Items listed in a dataset |
........
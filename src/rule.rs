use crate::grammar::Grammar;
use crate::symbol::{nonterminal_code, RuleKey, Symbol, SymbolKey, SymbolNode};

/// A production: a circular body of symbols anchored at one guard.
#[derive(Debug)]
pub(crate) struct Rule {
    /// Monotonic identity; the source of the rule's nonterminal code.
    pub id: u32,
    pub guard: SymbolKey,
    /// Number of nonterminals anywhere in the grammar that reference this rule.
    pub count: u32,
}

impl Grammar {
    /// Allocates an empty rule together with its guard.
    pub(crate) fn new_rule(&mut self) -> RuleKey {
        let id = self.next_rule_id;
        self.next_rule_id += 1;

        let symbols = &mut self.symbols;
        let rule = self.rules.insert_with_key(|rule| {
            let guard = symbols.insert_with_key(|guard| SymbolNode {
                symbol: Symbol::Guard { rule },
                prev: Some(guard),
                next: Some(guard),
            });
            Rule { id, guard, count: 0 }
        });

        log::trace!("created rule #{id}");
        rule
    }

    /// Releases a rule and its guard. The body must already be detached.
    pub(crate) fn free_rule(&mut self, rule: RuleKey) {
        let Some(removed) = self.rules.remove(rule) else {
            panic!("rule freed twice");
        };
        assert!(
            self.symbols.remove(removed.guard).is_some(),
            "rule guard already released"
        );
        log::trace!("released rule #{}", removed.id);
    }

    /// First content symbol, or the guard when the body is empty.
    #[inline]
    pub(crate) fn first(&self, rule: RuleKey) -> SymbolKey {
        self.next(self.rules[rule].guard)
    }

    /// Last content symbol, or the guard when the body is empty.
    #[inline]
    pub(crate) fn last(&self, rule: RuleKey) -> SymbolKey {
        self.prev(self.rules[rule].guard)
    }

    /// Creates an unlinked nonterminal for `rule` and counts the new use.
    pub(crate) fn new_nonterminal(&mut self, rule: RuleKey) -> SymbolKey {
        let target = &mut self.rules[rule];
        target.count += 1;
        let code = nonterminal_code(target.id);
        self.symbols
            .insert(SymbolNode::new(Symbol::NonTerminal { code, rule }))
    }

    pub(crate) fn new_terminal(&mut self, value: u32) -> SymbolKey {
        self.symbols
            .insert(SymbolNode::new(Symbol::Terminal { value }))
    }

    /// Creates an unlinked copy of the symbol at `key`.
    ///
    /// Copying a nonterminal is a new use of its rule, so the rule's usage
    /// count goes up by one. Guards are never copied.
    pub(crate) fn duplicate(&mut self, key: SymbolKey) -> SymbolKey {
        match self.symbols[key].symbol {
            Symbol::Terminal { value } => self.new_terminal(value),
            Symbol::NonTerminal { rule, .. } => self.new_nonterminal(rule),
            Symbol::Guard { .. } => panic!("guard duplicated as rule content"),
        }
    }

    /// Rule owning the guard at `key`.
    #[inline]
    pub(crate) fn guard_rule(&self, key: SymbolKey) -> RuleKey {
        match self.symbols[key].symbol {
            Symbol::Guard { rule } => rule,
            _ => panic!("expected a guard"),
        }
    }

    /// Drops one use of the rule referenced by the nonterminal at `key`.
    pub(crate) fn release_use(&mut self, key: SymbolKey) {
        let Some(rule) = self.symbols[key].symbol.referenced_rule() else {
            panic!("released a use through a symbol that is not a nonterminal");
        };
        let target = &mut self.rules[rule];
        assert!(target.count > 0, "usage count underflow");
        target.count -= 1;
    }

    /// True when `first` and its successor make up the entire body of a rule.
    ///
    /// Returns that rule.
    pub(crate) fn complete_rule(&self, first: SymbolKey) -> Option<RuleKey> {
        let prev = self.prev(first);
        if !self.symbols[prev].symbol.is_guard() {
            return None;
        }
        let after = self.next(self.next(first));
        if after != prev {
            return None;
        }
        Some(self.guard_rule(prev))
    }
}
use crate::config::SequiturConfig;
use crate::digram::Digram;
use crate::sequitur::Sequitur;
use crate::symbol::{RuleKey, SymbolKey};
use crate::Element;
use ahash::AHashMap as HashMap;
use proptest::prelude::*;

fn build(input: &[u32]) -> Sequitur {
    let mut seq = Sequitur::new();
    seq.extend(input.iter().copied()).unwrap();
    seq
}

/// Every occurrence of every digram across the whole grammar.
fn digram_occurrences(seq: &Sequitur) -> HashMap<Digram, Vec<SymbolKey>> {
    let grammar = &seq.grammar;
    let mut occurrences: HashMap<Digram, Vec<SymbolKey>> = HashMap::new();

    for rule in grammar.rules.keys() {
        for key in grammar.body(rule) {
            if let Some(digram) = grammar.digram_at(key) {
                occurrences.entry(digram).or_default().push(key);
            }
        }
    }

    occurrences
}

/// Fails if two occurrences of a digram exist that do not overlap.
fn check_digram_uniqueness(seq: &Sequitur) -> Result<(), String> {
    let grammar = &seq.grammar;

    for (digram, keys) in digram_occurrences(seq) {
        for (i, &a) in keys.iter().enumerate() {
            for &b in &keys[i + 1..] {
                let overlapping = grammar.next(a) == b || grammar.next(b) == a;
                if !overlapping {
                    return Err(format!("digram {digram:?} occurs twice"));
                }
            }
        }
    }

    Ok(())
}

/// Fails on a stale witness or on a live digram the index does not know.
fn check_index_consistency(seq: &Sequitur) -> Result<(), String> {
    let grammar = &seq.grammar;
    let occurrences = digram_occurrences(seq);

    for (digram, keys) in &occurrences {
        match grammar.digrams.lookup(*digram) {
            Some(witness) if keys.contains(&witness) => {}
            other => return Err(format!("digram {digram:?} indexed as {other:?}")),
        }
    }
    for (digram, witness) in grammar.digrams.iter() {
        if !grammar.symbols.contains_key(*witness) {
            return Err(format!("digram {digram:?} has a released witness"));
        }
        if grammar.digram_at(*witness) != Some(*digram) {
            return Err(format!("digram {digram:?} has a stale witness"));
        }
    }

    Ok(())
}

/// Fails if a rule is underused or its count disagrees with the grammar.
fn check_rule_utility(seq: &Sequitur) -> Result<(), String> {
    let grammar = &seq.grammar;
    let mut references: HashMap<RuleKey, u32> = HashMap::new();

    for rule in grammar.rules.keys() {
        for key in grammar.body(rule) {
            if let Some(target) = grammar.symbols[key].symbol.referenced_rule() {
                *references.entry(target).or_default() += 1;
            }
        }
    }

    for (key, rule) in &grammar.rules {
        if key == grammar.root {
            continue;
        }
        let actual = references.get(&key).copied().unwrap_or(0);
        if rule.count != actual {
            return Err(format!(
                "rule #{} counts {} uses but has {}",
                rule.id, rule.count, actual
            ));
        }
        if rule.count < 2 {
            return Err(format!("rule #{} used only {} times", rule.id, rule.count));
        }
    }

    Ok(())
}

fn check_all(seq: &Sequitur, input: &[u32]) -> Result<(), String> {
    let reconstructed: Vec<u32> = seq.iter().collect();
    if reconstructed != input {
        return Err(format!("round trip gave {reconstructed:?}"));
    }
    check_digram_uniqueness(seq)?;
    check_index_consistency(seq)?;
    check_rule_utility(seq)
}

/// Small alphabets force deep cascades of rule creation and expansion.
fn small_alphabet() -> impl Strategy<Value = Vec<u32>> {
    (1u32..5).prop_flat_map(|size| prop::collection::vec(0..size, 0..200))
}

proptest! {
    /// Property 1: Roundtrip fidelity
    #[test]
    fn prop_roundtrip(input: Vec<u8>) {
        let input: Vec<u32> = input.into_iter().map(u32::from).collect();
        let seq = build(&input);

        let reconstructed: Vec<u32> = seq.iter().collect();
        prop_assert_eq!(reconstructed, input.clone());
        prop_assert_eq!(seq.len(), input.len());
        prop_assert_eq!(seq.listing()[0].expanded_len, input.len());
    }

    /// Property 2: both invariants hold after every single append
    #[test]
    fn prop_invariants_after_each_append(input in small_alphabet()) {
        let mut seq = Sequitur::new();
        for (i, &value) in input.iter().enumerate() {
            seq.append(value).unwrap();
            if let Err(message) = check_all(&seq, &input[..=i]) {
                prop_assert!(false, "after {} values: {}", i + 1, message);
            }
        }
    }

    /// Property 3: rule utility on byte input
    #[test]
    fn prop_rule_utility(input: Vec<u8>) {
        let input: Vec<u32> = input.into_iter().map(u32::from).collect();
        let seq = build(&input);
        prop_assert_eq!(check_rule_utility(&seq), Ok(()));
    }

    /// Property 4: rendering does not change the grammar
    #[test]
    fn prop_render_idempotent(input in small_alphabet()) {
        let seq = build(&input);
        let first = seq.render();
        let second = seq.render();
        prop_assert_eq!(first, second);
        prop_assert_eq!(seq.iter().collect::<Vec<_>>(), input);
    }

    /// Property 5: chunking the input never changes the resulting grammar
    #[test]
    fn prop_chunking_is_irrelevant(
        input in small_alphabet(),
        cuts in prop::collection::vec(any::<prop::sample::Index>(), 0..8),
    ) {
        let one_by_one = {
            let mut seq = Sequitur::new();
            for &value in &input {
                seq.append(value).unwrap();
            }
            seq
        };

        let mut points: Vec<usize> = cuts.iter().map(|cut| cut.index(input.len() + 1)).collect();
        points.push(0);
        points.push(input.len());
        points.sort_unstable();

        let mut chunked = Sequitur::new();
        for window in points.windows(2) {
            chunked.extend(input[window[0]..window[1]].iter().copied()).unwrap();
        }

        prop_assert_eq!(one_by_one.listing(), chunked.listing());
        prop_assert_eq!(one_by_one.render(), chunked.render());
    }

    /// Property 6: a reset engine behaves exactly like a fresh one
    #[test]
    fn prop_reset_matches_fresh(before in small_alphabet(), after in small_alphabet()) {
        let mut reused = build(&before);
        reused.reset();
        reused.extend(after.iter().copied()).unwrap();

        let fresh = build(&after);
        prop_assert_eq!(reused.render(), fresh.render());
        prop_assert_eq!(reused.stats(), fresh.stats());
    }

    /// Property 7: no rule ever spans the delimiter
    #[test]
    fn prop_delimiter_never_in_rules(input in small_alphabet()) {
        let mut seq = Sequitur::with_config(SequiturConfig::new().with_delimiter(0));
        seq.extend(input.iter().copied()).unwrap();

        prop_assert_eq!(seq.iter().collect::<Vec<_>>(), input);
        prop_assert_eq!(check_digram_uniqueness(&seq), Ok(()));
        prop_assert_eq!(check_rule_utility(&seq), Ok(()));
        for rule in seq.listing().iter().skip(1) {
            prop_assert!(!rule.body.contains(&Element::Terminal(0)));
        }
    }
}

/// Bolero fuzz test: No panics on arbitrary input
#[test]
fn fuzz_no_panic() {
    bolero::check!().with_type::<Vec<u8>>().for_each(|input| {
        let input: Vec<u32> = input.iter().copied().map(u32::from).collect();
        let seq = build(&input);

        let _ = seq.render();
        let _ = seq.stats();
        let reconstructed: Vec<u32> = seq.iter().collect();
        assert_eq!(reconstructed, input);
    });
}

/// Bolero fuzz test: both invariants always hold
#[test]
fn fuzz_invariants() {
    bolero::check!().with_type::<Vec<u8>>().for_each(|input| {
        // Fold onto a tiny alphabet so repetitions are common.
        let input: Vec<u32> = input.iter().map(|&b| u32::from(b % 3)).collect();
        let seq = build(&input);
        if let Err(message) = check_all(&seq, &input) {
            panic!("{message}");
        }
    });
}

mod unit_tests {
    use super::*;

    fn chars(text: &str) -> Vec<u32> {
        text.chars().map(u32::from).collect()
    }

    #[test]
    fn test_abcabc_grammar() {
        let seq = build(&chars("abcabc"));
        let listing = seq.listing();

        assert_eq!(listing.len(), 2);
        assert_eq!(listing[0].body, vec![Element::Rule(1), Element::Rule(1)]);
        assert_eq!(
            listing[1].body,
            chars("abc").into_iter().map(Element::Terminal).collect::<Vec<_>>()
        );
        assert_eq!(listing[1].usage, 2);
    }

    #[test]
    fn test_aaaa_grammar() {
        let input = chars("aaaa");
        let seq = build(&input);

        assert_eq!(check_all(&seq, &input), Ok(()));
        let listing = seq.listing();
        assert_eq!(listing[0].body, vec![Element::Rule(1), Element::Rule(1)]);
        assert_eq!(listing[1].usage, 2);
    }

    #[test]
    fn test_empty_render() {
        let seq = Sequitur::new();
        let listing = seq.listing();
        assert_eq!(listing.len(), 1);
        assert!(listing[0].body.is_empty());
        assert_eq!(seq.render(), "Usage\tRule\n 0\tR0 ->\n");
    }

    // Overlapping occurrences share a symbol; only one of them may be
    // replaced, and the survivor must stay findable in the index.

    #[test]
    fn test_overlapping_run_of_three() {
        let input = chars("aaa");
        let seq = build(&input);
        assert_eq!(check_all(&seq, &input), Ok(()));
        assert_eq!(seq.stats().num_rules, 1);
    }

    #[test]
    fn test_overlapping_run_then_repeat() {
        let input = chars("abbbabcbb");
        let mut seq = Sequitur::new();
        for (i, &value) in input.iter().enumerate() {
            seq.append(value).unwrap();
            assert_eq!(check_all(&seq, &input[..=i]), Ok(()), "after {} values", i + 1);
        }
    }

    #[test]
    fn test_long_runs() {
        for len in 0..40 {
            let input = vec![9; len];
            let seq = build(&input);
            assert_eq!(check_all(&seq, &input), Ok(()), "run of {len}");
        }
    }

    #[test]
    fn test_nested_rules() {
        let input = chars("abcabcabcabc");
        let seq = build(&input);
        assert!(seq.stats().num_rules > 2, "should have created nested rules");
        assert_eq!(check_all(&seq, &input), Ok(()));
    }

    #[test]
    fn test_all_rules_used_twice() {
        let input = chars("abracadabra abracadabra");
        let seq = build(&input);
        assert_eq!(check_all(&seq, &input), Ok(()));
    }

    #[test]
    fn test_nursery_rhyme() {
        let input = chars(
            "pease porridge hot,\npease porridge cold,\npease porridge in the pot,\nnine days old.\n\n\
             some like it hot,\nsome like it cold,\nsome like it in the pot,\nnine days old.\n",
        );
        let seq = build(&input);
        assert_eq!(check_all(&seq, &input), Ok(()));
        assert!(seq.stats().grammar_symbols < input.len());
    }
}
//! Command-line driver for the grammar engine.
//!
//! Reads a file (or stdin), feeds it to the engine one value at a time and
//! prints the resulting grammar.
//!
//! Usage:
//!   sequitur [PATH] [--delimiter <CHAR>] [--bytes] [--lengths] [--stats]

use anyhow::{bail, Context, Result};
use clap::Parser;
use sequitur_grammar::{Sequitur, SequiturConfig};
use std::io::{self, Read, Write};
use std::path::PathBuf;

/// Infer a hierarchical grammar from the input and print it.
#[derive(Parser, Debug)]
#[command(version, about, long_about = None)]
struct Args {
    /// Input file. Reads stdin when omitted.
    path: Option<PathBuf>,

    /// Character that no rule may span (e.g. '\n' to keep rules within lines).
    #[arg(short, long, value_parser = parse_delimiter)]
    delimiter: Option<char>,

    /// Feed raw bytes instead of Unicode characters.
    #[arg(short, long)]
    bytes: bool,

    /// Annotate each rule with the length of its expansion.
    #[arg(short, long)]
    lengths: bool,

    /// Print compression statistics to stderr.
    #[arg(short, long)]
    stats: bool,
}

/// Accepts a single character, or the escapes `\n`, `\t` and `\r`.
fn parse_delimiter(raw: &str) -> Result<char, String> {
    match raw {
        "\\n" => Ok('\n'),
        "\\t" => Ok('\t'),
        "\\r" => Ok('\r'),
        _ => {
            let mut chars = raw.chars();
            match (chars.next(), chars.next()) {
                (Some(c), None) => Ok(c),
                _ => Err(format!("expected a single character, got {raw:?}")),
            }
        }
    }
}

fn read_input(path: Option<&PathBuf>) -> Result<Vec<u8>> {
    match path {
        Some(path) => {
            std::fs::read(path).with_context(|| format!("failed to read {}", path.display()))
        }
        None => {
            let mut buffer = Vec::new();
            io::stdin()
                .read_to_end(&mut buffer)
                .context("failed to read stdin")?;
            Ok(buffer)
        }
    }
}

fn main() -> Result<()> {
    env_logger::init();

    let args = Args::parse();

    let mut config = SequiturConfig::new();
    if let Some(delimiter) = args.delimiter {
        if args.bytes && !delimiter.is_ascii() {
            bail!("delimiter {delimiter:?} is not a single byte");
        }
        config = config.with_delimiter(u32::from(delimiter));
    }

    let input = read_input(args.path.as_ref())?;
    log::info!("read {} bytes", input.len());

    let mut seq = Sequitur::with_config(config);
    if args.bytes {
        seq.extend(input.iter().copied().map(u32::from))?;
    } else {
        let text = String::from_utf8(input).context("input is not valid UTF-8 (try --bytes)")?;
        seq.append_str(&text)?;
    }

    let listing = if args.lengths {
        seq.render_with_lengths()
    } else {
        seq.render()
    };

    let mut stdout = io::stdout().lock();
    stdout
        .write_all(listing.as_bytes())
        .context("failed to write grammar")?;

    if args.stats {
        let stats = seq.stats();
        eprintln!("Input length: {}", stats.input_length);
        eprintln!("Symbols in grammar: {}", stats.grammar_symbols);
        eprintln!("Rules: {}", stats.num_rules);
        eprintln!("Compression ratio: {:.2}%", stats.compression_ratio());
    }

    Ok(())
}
........
Your answer should be each line of the data that contains the word "format", copied as it stands.

                    return Err(format!("digram {digram:?} occurs twice"));
            other => return Err(format!("digram {digram:?} indexed as {other:?}")),
            return Err(format!("digram {digram:?} has a released witness"));
            return Err(format!("digram {digram:?} has a stale witness"));
            return Err(format!(
            return Err(format!("rule #{} used only {} times", rule.id, rule.count));
        return Err(format!("round trip gave {reconstructed:?}"));
                _ => Err(format!("expected a single character, got {raw:?}")),
            std::fs::read(path).with_context(|| format!("failed to read {}", path.display()))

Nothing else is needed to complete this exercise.